The reliability of science
Scientism relies on the peculiar reliability of experimental science. The scientific knowledge seems to have an intersubjective validity, allows for testable predictions, has a progressive character, and serves as a basis for useful applications. These characteristics seem to be absent in other areas of knowledge. Therefore, if scientism is to be overcome, a rigorous analysis of these aspects of the reliability of science is necessary.
The reliability of experimental science is real. But, to achieve it, we must limit ourselves to particular points of view, leaving out of consideration the more general philosophical problems. Every science delimits its object by defining basic concepts that relate to repeatable experiments. It is not surprising that philosophical problems, which refer to reality without restrictions, exceed the possibilities of the experimental method. Consequently, the peculiar reliability of the experimental sciences is achieved at a price that philosophy and theology cannot pay.
Broadly speaking, the history of scientism has developed as follows. First it was claimed that modern science would replace the old natural philosophy. Then it was thought that the new science was capable of solving all problems on its own, and finally it was claimed that all other cognitive claims were meaningless. Finally, the realisation that science encounters many limits and progresses through the use of conventional constructs has led to a general relativism that applies to science in the first place, but then spreads to the whole of the human knowledge .

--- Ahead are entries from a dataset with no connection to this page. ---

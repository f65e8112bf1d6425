//! Configuration management for the windrose resolver
//!
//! This module handles loading and validating configuration from
//! environment variables, a TOML file, and command-line overrides.

use anyhow::{Context, Result};
use serde::{Deserialize, Serialize};
use std::path::{Path, PathBuf};

/// Main configuration structure
#[derive(Debug, Clone, Default, Serialize, Deserialize)]
#[serde(default)]
pub struct Config {
    /// Batch resolver configuration
    pub resolver: ResolverConfig,

    /// Shared HTTP transport configuration
    pub http: HttpConfig,

    /// Per-provider switches and credentials
    pub providers: ProvidersConfig,

    /// Logging configuration
    pub logging: LoggingConfig,
}

/// Batch resolver configuration
#[derive(Debug, Clone, Serialize, Deserialize)]
#[serde(default)]
pub struct ResolverConfig {
    /// Input CSV of address records
    pub input: PathBuf,

    /// Durable result store path
    pub store: PathBuf,

    /// Preload the store from a prior run's output
    pub preload: bool,

    /// Newly processed records per burst
    pub burst_size: usize,

    /// Cooldown between bursts, in milliseconds
    pub cooldown_ms: u64,
}

impl Default for ResolverConfig {
    fn default() -> Self {
        Self {
            input: PathBuf::from("addresses.csv"),
            store: PathBuf::from("results.csv"),
            preload: false,
            burst_size: 20,
            cooldown_ms: 500,
        }
    }
}

/// Shared HTTP transport configuration
#[derive(Debug, Clone, Serialize, Deserialize)]
#[serde(default)]
pub struct HttpConfig {
    /// Request timeout in seconds
    pub request_timeout_secs: u64,

    /// Outbound requests per second across all providers
    pub rate_limit: u32,

    /// User agent string
    pub user_agent: String,
}

impl Default for HttpConfig {
    fn default() -> Self {
        Self {
            request_timeout_secs: 30,
            rate_limit: 5,
            user_agent: format!("windrose/{}", env!("CARGO_PKG_VERSION")),
        }
    }
}

/// Per-provider switches and credentials
#[derive(Debug, Clone, Default, Serialize, Deserialize)]
#[serde(default)]
pub struct ProvidersConfig {
    pub ptv: ProviderSettings,
    pub google: ProviderSettings,
    pub bing: ProviderSettings,
}

/// One provider's switch and credential
#[derive(Debug, Clone, Default, Serialize, Deserialize)]
#[serde(default)]
pub struct ProviderSettings {
    /// Query this provider during resolution
    pub enabled: bool,

    /// API key, carried per the provider's auth scheme
    pub api_key: String,
}

/// Logging configuration
#[derive(Debug, Clone, Serialize, Deserialize)]
#[serde(default)]
pub struct LoggingConfig {
    /// Log level (trace, debug, info, warn, error)
    pub level: String,

    /// Log format (text, json)
    pub format: String,
}

impl Default for LoggingConfig {
    fn default() -> Self {
        Self {
            level: String::from("info"),
            format: String::from("text"),
        }
    }
}

impl Config {
    /// Load configuration from environment variables
    pub fn from_env() -> Result<Self> {
        let mut config = Self::default();

        if let Some(input) = std::env::var("WINDROSE_INPUT").ok().filter(|v| !v.is_empty()) {
            config.resolver.input = input.into();
        }
        if let Some(store) = std::env::var("WINDROSE_STORE").ok().filter(|v| !v.is_empty()) {
            config.resolver.store = store.into();
        }
        config.resolver.preload = env_flag("WINDROSE_PRELOAD");
        config.resolver.burst_size = std::env::var("WINDROSE_BURST_SIZE")
            .ok()
            .and_then(|v| v.parse::<usize>().ok())
            .unwrap_or(config.resolver.burst_size);
        config.resolver.cooldown_ms = std::env::var("WINDROSE_COOLDOWN_MS")
            .ok()
            .and_then(|v| v.parse::<u64>().ok())
            .unwrap_or(config.resolver.cooldown_ms);

        config.http.request_timeout_secs = std::env::var("WINDROSE_REQUEST_TIMEOUT")
            .ok()
            .and_then(|v| v.parse::<u64>().ok())
            .unwrap_or(config.http.request_timeout_secs);
        config.http.rate_limit = std::env::var("WINDROSE_RATE_LIMIT")
            .ok()
            .and_then(|v| v.parse::<u32>().ok())
            .unwrap_or(config.http.rate_limit);
        if let Ok(user_agent) = std::env::var("WINDROSE_USER_AGENT") {
            config.http.user_agent = user_agent;
        }

        config.providers.ptv.enabled = env_flag("WINDROSE_USE_PTV");
        config.providers.ptv.api_key = std::env::var("WINDROSE_PTV_APIKEY").unwrap_or_default();
        config.providers.google.enabled = env_flag("WINDROSE_USE_GOOGLE");
        config.providers.google.api_key =
            std::env::var("WINDROSE_GOOGLE_APIKEY").unwrap_or_default();
        config.providers.bing.enabled = env_flag("WINDROSE_USE_BING");
        config.providers.bing.api_key = std::env::var("WINDROSE_BING_APIKEY").unwrap_or_default();

        config.logging.level =
            std::env::var("WINDROSE_LOG_LEVEL").unwrap_or(config.logging.level);
        config.logging.format =
            std::env::var("WINDROSE_LOG_FORMAT").unwrap_or(config.logging.format);

        Ok(config)
    }

    /// Load configuration from a TOML file
    pub fn from_file(path: &Path) -> Result<Self> {
        let content = std::fs::read_to_string(path)
            .with_context(|| format!("Failed to read config file: {}", path.display()))?;

        let config: Self = toml::from_str(&content)
            .with_context(|| format!("Failed to parse TOML config file: {}", path.display()))?;

        Ok(config)
    }

    /// Validate configuration values
    pub fn validate(&self) -> Result<()> {
        if self.resolver.burst_size == 0 {
            anyhow::bail!("resolver.burst_size must be at least 1");
        }

        if self.http.request_timeout_secs == 0 {
            anyhow::bail!("http.request_timeout_secs must be at least 1");
        }

        let enabled: Vec<(&str, &ProviderSettings)> = [
            ("ptv", &self.providers.ptv),
            ("google", &self.providers.google),
            ("bing", &self.providers.bing),
        ]
        .into_iter()
        .filter(|(_, settings)| settings.enabled)
        .collect();

        if enabled.is_empty() {
            anyhow::bail!("at least one provider must be enabled");
        }

        for (name, settings) in enabled {
            if settings.api_key.is_empty() {
                anyhow::bail!("provider '{name}' is enabled but has no API key");
            }
        }

        Ok(())
    }
}

fn env_flag(name: &str) -> bool {
    std::env::var(name)
        .map(|v| matches!(v.to_lowercase().as_str(), "1" | "true" | "yes"))
        .unwrap_or(false)
}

Although it may seem paradoxical, a critique of scientism nowadays generally involves a revaluation of the scientific knowledge . Scientific activity is based on philosophical assumptions which, although they are not studied thematically in the sciences, are essential for scientific work and results to make sense. The analysis of these assumptions sample shows that experimental science is based on a philosophical realism which, rigorously developed, contains a gnoseology and a metaphysics that make it possible to show the coherence between experimental science and realist philosophy.
Scientism and public opinion
The role of science in society is greater than ever, and its influence is particularly felt in the field of public opinion.
Scientism does not usually find a favourable echo in the specialised field of science, since one of the main aspects of the scientific mentality consists of intellectual rigour, alien to unjustified extrapolations. It is not surprising, therefore, that the main area in which scientism manifests itself today is that of popularisation. In today's society, there is a clear awareness of the importance of science and, on the other hand, it is difficult to gain an in-depth knowledge of authentic scientific reasoning, as this task requires specialised dedication. It is not uncommon for topics that are treated in the scientific field in a rigorous way and goal, to be accompanied by fanciful speculations when they reach the level of popularisation.
These facts, on the one hand, reveal a situation that can only be counterbalanced by a dissemination that is faithful to scientific rigour. On the other hand, they highlight the central role that science plays in our civilisation and the importance of providing a true picture of the actual methods and results of science.